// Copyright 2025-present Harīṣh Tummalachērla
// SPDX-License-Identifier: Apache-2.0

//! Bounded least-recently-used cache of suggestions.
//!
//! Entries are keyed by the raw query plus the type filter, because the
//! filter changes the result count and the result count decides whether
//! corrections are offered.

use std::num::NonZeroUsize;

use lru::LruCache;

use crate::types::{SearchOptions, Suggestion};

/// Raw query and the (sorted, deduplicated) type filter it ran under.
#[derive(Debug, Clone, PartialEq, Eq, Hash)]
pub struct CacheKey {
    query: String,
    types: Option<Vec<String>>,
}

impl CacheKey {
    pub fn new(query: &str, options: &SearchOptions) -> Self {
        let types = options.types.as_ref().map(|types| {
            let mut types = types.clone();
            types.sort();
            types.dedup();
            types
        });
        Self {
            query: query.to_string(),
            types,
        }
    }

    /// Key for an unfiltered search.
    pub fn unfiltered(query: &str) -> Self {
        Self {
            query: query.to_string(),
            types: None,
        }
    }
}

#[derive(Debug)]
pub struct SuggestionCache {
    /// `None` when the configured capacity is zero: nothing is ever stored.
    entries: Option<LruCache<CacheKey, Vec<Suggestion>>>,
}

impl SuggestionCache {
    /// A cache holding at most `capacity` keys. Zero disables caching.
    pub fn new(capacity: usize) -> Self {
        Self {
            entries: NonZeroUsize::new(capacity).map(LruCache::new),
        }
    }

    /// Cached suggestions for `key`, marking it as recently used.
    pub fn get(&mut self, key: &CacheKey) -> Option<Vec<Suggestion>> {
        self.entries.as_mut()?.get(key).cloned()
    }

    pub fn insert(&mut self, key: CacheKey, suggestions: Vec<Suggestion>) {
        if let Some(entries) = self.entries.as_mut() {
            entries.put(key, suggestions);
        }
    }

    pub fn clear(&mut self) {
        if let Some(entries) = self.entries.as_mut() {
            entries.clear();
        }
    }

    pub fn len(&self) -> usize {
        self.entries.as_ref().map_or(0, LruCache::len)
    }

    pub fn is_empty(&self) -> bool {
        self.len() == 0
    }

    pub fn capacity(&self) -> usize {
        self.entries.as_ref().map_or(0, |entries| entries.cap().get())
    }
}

------------------------------------------------------------

▶ _Assignment_: Supply the count of lines in the entries that include "types", and no other text.

▶ _Response_: 9